In the Foreword of the PISA 2009 Results: What 
Students Know and Can Do — Student performance 
in Reading, Mathematics, and Science, Volume 
1, the OECD Secretary-General, Angel Gurria 
makes it abundantly clear that the Programme for 
International Student Assessment (PISA) is to provide 
“reliable information on how well education systems 
prepare students for life Thus, PISA evaluates the 
quality, equity and efficiency of school systems in 65 
countries/cities (for brevity, hereafter cities). 

As in other international studies of similar nature 
(e.g., TIMSS, IEA 2011), PISA 2009 reports that 
East Asian cities score at a high level. And, as is true 
of many international comparisons (e.g., university 
ranking, competitiveness, corruption, etc.), the 
outcomes become a league tables, although this might 
not be the original intention of the studies (Soh, 
2011a). Thus, the focus is on Have we done better 
than others and Why we are doing well (or not so 
well) what we are doing. Then, educational research 
becomes an international contest like the Olympic 
and the Miss World pageant, although the original 
intent is to enable participating cities to evaluate their 
educational achievement. This competitive approach 
seems to go against the spirit of PISA as cited above. 
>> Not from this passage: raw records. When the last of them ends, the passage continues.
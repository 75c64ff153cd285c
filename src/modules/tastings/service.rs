use std::collections::HashSet;
use std::sync::Arc;

use chrono::Utc;
use tokio::sync::RwLock;
use tracing::instrument;
use uuid::Uuid;

use super::model::{NewTasting, Tasting, TastingStats};

/// In-memory tasting log.
#[derive(Debug, Clone, Default)]
pub struct TastingService {
    tastings: Arc<RwLock<Vec<Tasting>>>,
}

impl TastingService {
    #[instrument(skip(self, dto))]
    pub async fn create(&self, author_id: &str, dto: NewTasting) -> Tasting {
        let tasting = Tasting {
            id: Uuid::new_v4(),
            author_id: author_id.to_string(),
            dish: dto.dish.trim().to_string(),
            venue: dto.venue,
            rating: dto.rating,
            notes: dto.notes,
            created_at: Utc::now(),
        };

        self.tastings.write().await.push(tasting.clone());
        tasting
    }

    /// Newest first.
    pub async fn list(&self) -> Vec<Tasting> {
        let mut tastings = self.tastings.read().await.clone();
        tastings.reverse();
        tastings
    }

    pub async fn get(&self, id: Uuid) -> Option<Tasting> {
        self.tastings
            .read()
            .await
            .iter()
            .find(|tasting| tasting.id == id)
            .cloned()
    }

    /// Returns `false` if no tasting has this id.
    pub async fn delete(&self, id: Uuid) -> bool {
        let mut tastings = self.tastings.write().await;
        let before = tastings.len();
        tastings.retain(|tasting| tasting.id != id);
        tastings.len() != before
    }

    pub async fn stats(&self) -> TastingStats {
        let tastings = self.tastings.read().await;
        let authors: HashSet<&str> = tastings.iter().map(|t| t.author_id.as_str()).collect();
        let average_rating = (!tastings.is_empty()).then(|| {
            tastings.iter().map(|t| f64::from(t.rating)).sum::<f64>() / tastings.len() as f64
        });

        TastingStats {
            total: tastings.len(),
            authors: authors.len(),
            average_rating,
        }
    }
}

#[cfg(test)]
mod tests {
    use super::*;

    fn draft(dish: &str, rating: u8) -> NewTasting {
        NewTasting {
            dish: dish.to_string(),
            venue: None,
            rating,
            notes: None,
        }
    }

    #[tokio::test]
    async fn test_create_list_delete() {
        let service = TastingService::default();
        let first = service.create("user-1", draft(" ramen ", 4)).await;
        let second = service.create("user-2", draft("pho", 2)).await;

        assert_eq!(first.dish, "ramen");
        let listed: Vec<Uuid> = service.list().await.iter().map(|t| t.id).collect();
        assert_eq!(listed, vec![second.id, first.id]);

        assert!(service.delete(first.id).await);
        assert!(!service.delete(first.id).await);
        assert!(service.get(first.id).await.is_none());
    }

    #[tokio::test]
    async fn test_stats() {
        let service = TastingService::default();
        assert_eq!(service.stats().await.average_rating, None);

        service.create("user-1", draft("ramen", 4)).await;
        service.create("user-1", draft("udon", 5)).await;
        service.create("user-2", draft("pho", 3)).await;

        let stats = service.stats().await;
        assert_eq!(stats.total, 3);
        assert_eq!(stats.authors, 2);
        assert_eq!(stats.average_rating, Some(4.0));
    }
}
//! Guard composition.
//!
//! A [`Pipeline`] is an ordered list of guards wrapped around one endpoint. Guards
//! always run in [`Stage`] order, whatever order the builder methods were called in:
//!
//! ```text
//! CSRF -> rate limit (per IP) -> authentication -> rate limit (per user)
//!      -> authorization -> validation -> handler
//! ```
//!
//! Any guard may answer the request itself; later guards and the handler then never
//! run.
//!
//! # Example
//!
//! ```ignore
//! let write = Pipeline::new(&state)
//!     .validate::<NewTasting>()
//!     .auth()
//!     .rate_limit(GENERAL_API)
//!     .csrf();
//!
//! let route = create_handler(MethodMap::new().route(write.post(create_tasting)));
//! ```

use std::fmt;
use std::sync::Arc;

use async_trait::async_trait;
use axum::{
    extract::{Request, State},
    handler::Handler,
    middleware::{self, Next},
    response::Response,
    routing::{self, MethodRouter},
};
use serde::de::DeserializeOwned;
use tastelog_config::RateLimitPolicy;
use validator::Validate;

use crate::middleware::{
    auth::AuthGuard, csrf::CsrfGuard, rate_limit::RateLimitGuard, role::RoleGuard,
    validation::ValidationGuard,
};
use crate::state::AppState;

#[derive(Debug, Clone, Copy, PartialEq, Eq, PartialOrd, Ord, Hash)]
pub enum Stage {
    Csrf,
    RateLimit,
    Auth,
    UserRateLimit,
    Authorize,
    Validation,
}

/// A middleware unit that may short-circuit a request.
#[async_trait]
pub trait Guard: Send + Sync + fmt::Debug + 'static {
    fn stage(&self) -> Stage;

    /// Either answers the request or passes it to `next`.
    async fn handle(&self, req: Request, next: Next) -> Response;
}

async fn run_guard(State(guard): State<Arc<dyn Guard>>, req: Request, next: Next) -> Response {
    guard.handle(req, next).await
}

#[derive(Clone)]
pub struct Pipeline {
    state: AppState,
    guards: Vec<Arc<dyn Guard>>,
}

impl fmt::Debug for Pipeline {
    fn fmt(&self, f: &mut fmt::Formatter<'_>) -> fmt::Result {
        f.debug_struct("Pipeline")
            .field("stages", &self.stages())
            .finish_non_exhaustive()
    }
}

impl Pipeline {
    pub fn new(state: &AppState) -> Self {
        Self {
            state: state.clone(),
            guards: Vec::new(),
        }
    }

    /// Adds a guard at its stage. Guards of the same stage keep insertion order.
    #[must_use]
    pub fn guard<G: Guard>(mut self, guard: G) -> Self {
        self.guards.push(Arc::new(guard));
        self.guards.sort_by_key(|guard| guard.stage());
        self
    }

    #[must_use]
    pub fn csrf(self) -> Self {
        let guard = CsrfGuard::new(&self.state.csrf_config);
        self.guard(guard)
    }

    #[must_use]
    pub fn rate_limit(self, policy: RateLimitPolicy) -> Self {
        let guard = RateLimitGuard::new(
            policy,
            self.state.rate_limit_store.clone(),
            self.state.telemetry.clone(),
        )
        .with_key_prefix(&self.state.rate_limit_config.key_prefix);
        self.guard(guard)
    }

    /// Like [`Pipeline::rate_limit`], but counted per authenticated user after the
    /// authentication stage.
    #[must_use]
    pub fn rate_limit_per_user(self, policy: RateLimitPolicy) -> Self {
        let guard = RateLimitGuard::new(
            policy,
            self.state.rate_limit_store.clone(),
            self.state.telemetry.clone(),
        )
        .with_key_prefix(&self.state.rate_limit_config.key_prefix)
        .per_user();
        self.guard(guard)
    }

    #[must_use]
    pub fn auth(self) -> Self {
        let guard = AuthGuard::new(
            self.state.identity_provider.clone(),
            self.state.telemetry.clone(),
        );
        self.guard(guard)
    }

    #[must_use]
    pub fn require_role(self, role: &str) -> Self {
        let guard = RoleGuard::new(
            role,
            self.state.role_lookup.clone(),
            self.state.telemetry.clone(),
        );
        self.guard(guard)
    }

    #[must_use]
    pub fn validate<T>(self) -> Self
    where
        T: DeserializeOwned + Validate + Clone + Send + Sync + 'static,
    {
        let guard = ValidationGuard::<T>::new(self.state.server_config.max_body_bytes);
        self.guard(guard)
    }

    /// Stages in execution order.
    pub fn stages(&self) -> Vec<Stage> {
        self.guards.iter().map(|guard| guard.stage()).collect()
    }

    /// Wraps every method endpoint of `route` in this pipeline's guards.
    ///
    /// Only matched methods are guarded; a 405 fallback added later is not.
    pub fn wrap(&self, route: MethodRouter<AppState>) -> MethodRouter<AppState> {
        // The last layer applied runs first.
        self.guards.iter().rev().fold(route, |route, guard| {
            route.route_layer(middleware::from_fn_with_state(guard.clone(), run_guard))
        })
    }

    pub fn get<H, T>(&self, handler: H) -> MethodRouter<AppState>
    where
        H: Handler<T, AppState>,
        T: 'static,
    {
        self.wrap(routing::get(handler))
    }

    pub fn post<H, T>(&self, handler: H) -> MethodRouter<AppState>
    where
        H: Handler<T, AppState>,
        T: 'static,
    {
        self.wrap(routing::post(handler))
    }

    pub fn put<H, T>(&self, handler: H) -> MethodRouter<AppState>
    where
        H: Handler<T, AppState>,
        T: 'static,
    {
        self.wrap(routing::put(handler))
    }

    pub fn patch<H, T>(&self, handler: H) -> MethodRouter<AppState>
    where
        H: Handler<T, AppState>,
        T: 'static,
    {
        self.wrap(routing::patch(handler))
    }

    pub fn delete<H, T>(&self, handler: H) -> MethodRouter<AppState>
    where
        H: Handler<T, AppState>,
        T: 'static,
    {
        self.wrap(routing::delete(handler))
    }
}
When cities focus on positions in educational 
league table, the conceptual and technical aspects 
are usually neglected or ignored, and the outcomes 
are taken literally with no safeguard against possible 
misconstrue. On the other hand, when taken with due 
cautions to its limitations inherent in data analysis 
and presentation, the reported outcomes are still able 
to inform policy-making (Mortimore, 2009). 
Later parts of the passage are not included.